Existing error analyses for randomized low-rank approximation rely on restrictive structural assumptions about the covariance matrix, limiting their applicability. Method: We develop the first general error analysis framework for centered nonstandard Gaussian random matrices, yielding tight upper bounds—both in expectation and with high probability—in the Frobenius norm, under only a minimal covariance condition. Contribution/Results: Our framework dispenses with conventional structural assumptions, unifying and strictly improving upon classical results while significantly tightening the bounds. It theoretically characterizes how covariance design governs approximation efficiency, offering interpretable guidance for applications such as data assimilation. Numerical experiments confirm that problem-adapted covariance matrices substantially enhance approximation accuracy, aligning closely with theoretical predictions.

Randomized algorithms have proven to perform well on a large class of numerical linear algebra problems. Their theoretical analysis is critical to provide guarantees on their behaviour, and in this sense, the stochastic analysis of the randomized low-rank approximation error plays a central role. Indeed, several randomized methods for the approximation of dominant eigen- or singular modes can be rewritten as low-rank approximation methods.
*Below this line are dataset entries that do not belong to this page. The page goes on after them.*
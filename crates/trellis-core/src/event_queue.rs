//! The application's thread-safe FIFO event queue.
//!
//! Every accepted event is stamped with a sequence number under the queue
//! lock, so the order of concurrent `push` calls is the order in which they
//! took the lock. A quit request freezes the queue: later pushes fail with
//! [`TrellisError::EventQueueClosed`].

use std::collections::VecDeque;

use parking_lot::{Condvar, Mutex};

use crate::error::{Result, TrellisError};
use crate::event::Event;

/// How the dispatch loop should stop.
#[derive(Debug, Clone, Copy, PartialEq, Eq)]
pub enum QuitMode {
    /// Dispatch everything queued before the request, then stop.
    AfterDrain,
    /// Stop after the event currently being dispatched; discard the rest.
    Now,
}

#[derive(Debug, Clone, Copy)]
struct QuitRequest {
    mode: QuitMode,
    code: i32,
    /// Events with a sequence below this were queued before the request.
    drain_mark: u64,
}

/// An event together with the sequence number the queue assigned to it.
#[derive(Debug, Clone)]
pub struct QueuedEvent {
    /// Position in the global posting order.
    pub sequence: u64,
    /// The event itself.
    pub event: Event,
}

/// What the dispatch loop should do next.
#[derive(Debug)]
pub(crate) enum Next {
    /// Dispatch this event.
    Dispatch(QueuedEvent),
    /// Stop with this exit code.
    Quit(i32),
    /// The queue was closed without a quit request.
    Closed,
}

#[derive(Default)]
struct QueueState {
    events: VecDeque<QueuedEvent>,
    next_sequence: u64,
    quit: Option<QuitRequest>,
    closed: bool,
}

impl QueueState {
    fn accepting(&self) -> bool {
        !self.closed && self.quit.is_none()
    }

    /// Decide the next step without blocking. `None` means wait.
    fn next(&mut self) -> Option<Next> {
        if let Some(quit) = self.quit {
            return match quit.mode {
                QuitMode::Now => {
                    let discarded = self.events.len();
                    self.events.clear();
                    if discarded > 0 {
                        tracing::debug!(target: "trellis_core::event_loop", discarded, "discarding queued events on quit");
                    }
                    Some(Next::Quit(quit.code))
                }
                QuitMode::AfterDrain => match self.events.front() {
                    Some(front) if front.sequence < quit.drain_mark => {
                        self.events.pop_front().map(Next::Dispatch)
                    }
                    _ => Some(Next::Quit(quit.code)),
                },
            };
        }
        if let Some(event) = self.events.pop_front() {
            return Some(Next::Dispatch(event));
        }
        if self.closed {
            return Some(Next::Closed);
        }
        None
    }
}

/// Multi-producer, single-consumer event queue with quit handling.
pub struct EventQueue {
    state: Mutex<QueueState>,
    available: Condvar,
}

impl EventQueue {
    /// Create an empty, open queue.
    pub fn new() -> Self {
        Self {
            state: Mutex::new(QueueState::default()),
            available: Condvar::new(),
        }
    }

    /// Append an event and return its sequence number.
    ///
    /// Fails once a quit was requested or the queue was closed.
    pub fn push(&self, event: Event) -> Result<u64> {
        let mut state = self.state.lock();
        if !state.accepting() {
            tracing::trace!(target: "trellis_core::event_loop", kind = event.kind().name(), "rejecting event, queue closed");
            return Err(TrellisError::EventQueueClosed);
        }
        let sequence = state.next_sequence;
        state.next_sequence += 1;
        state.events.push_back(QueuedEvent { sequence, event });
        drop(state);
        self.available.notify_one();
        Ok(sequence)
    }

    /// Request a stop once everything queued so far has been dispatched.
    ///
    /// Ignored if a quit was already requested. Returns whether this call
    /// installed the request.
    pub fn quit_after_drain(&self, code: i32) -> bool {
        let mut state = self.state.lock();
        if !state.accepting() {
            return false;
        }
        let drain_mark = state.next_sequence;
        state.quit = Some(QuitRequest {
            mode: QuitMode::AfterDrain,
            code,
            drain_mark,
        });
        drop(state);
        tracing::debug!(target: "trellis_core::event_loop", code, drain_mark, "quit after drain requested");
        self.available.notify_all();
        true
    }

    /// Request a stop after the current event; pending events are discarded.
    ///
    /// Overrides an earlier drain request but not an earlier immediate one.
    pub fn quit_now(&self, code: i32) -> bool {
        let mut state = self.state.lock();
        if state.closed || matches!(state.quit, Some(q) if q.mode == QuitMode::Now) {
            return false;
        }
        let drain_mark = state.next_sequence;
        state.quit = Some(QuitRequest {
            mode: QuitMode::Now,
            code,
            drain_mark,
        });
        drop(state);
        tracing::debug!(target: "trellis_core::event_loop", code, "immediate quit requested");
        self.available.notify_all();
        true
    }

    /// The pending quit mode, if any.
    pub fn quit_mode(&self) -> Option<QuitMode> {
        self.state.lock().quit.map(|q| q.mode)
    }

    /// Whether a quit was requested.
    pub fn is_quitting(&self) -> bool {
        self.state.lock().quit.is_some()
    }

    /// Whether the queue still accepts events.
    pub fn is_accepting(&self) -> bool {
        self.state.lock().accepting()
    }

    /// Number of events waiting.
    pub fn len(&self) -> usize {
        self.state.lock().events.len()
    }

    /// Whether no events are waiting.
    pub fn is_empty(&self) -> bool {
        self.state.lock().events.is_empty()
    }

    /// Block until there is something for the dispatch loop to do.
    pub(crate) fn wait_next(&self) -> Next {
        let mut state = self.state.lock();
        loop {
            if let Some(next) = state.next() {
                return next;
            }
            self.available.wait(&mut state);
        }
    }

    /// Like [`wait_next`](Self::wait_next) but never blocks.
    pub(crate) fn try_next(&self) -> Option<Next> {
        self.state.lock().next()
    }

    /// Close the queue for good and drop any events left in it.
    ///
    /// Returns the number of events dropped.
    pub fn close(&self) -> usize {
        let mut state = self.state.lock();
        state.closed = true;
        let dropped = state.events.len();
        state.events.clear();
        drop(state);
        self.available.notify_all();
        dropped
    }
}

impl Default for EventQueue {
    fn default() -> Self {
        Self::new()
    }
}

impl std::fmt::Debug for EventQueue {
    fn fmt(&self, f: &mut std::fmt::Formatter<'_>) -> std::fmt::Result {
        let state = self.state.lock();
        f.debug_struct("EventQueue")
            .field("pending", &state.events.len())
            .field("next_sequence", &state.next_sequence)
            .field("closed", &state.closed)
            .finish()
    }
}

#[cfg(test)]
mod tests {
    use super::*;
    use crate::error::ErrorKind;
    use std::sync::Arc;
    use std::thread;
    use std::time::Duration;

    fn expect_dispatch(next: Option<Next>) -> QueuedEvent {
        match next {
            Some(Next::Dispatch(queued)) => queued,
            other => panic!("expected an event, got {other:?}"),
        }
    }

    #[test]
    fn test_sequence_numbers_increase() {
        let queue = EventQueue::new();
        let a = queue.push(Event::custom(1)).unwrap();
        let b = queue.push(Event::custom(2)).unwrap();
        assert!(b > a);
        assert_eq!(queue.len(), 2);

        assert_eq!(expect_dispatch(queue.try_next()).sequence, a);
        assert_eq!(expect_dispatch(queue.try_next()).sequence, b);
        assert!(queue.try_next().is_none());
    }

    #[test]
    fn test_quit_after_drain_dispatches_earlier_events() {
        let queue = EventQueue::new();
        queue.push(Event::custom(1)).unwrap();
        queue.push(Event::custom(2)).unwrap();

        assert!(queue.quit_after_drain(3));
        let err = queue.push(Event::custom(9)).unwrap_err();
        assert_eq!(err.kind(), ErrorKind::QueueClosed);

        expect_dispatch(queue.try_next());
        expect_dispatch(queue.try_next());
        assert!(matches!(queue.try_next(), Some(Next::Quit(3))));
    }

    #[test]
    fn test_quit_now_discards_pending() {
        let queue = EventQueue::new();
        queue.push(Event::custom(1)).unwrap();
        queue.push(Event::custom(2)).unwrap();

        assert!(queue.quit_now(5));
        assert!(matches!(queue.try_next(), Some(Next::Quit(5))));
        assert!(queue.is_empty());
    }

    #[test]
    fn test_quit_now_overrides_drain() {
        let queue = EventQueue::new();
        queue.push(Event::custom(1)).unwrap();
        assert!(queue.quit_after_drain(1));
        assert!(!queue.quit_after_drain(2));
        assert!(queue.quit_now(7));
        assert!(!queue.quit_now(8));
        assert_eq!(queue.quit_mode(), Some(QuitMode::Now));
        assert!(matches!(queue.try_next(), Some(Next::Quit(7))));
    }

    #[test]
    fn test_close_wakes_waiter() {
        let queue = Arc::new(EventQueue::new());
        let waiter = {
            let queue = queue.clone();
            thread::spawn(move || matches!(queue.wait_next(), Next::Closed))
        };
        thread::sleep(Duration::from_millis(20));
        queue.close();
        assert!(waiter.join().unwrap());
        assert!(!queue.is_accepting());
    }

    #[test]
    fn test_wait_next_receives_cross_thread_push() {
        let queue = Arc::new(EventQueue::new());
        let producer = {
            let queue = queue.clone();
            thread::spawn(move || {
                thread::sleep(Duration::from_millis(10));
                queue.push(Event::window_close()).unwrap()
            })
        };
        let queued = match queue.wait_next() {
            Next::Dispatch(queued) => queued,
            other => panic!("expected an event, got {other:?}"),
        };
        assert_eq!(queued.sequence, producer.join().unwrap());
    }
}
However, despite the large variety of algorithms, the existing theoretical frameworks for their analysis rely on a specific structure for the covariance matrix that is not adapted to all the algorithms. We propose a general framework for the stochastic analysis of the low-rank approximation error in Frobenius norm for centered and non-standard Gaussian matrices. Under minimal assumptions on the covariance matrix, we derive accurate bounds both in expectation and probability. Our bounds have clear interpretations that enable us to derive properties and motivate practical choices for the covariance matrix resulting in efficient low-rank approximation algorithms. The most commonly used bounds in the literature have been demonstrated as a specific instance of the bounds proposed here, with the additional contribution of being tighter. Numerical experiments related to data assimilation further illustrate that exploiting the problem structure to select the covariance matrix improves the performance as suggested by our bounds.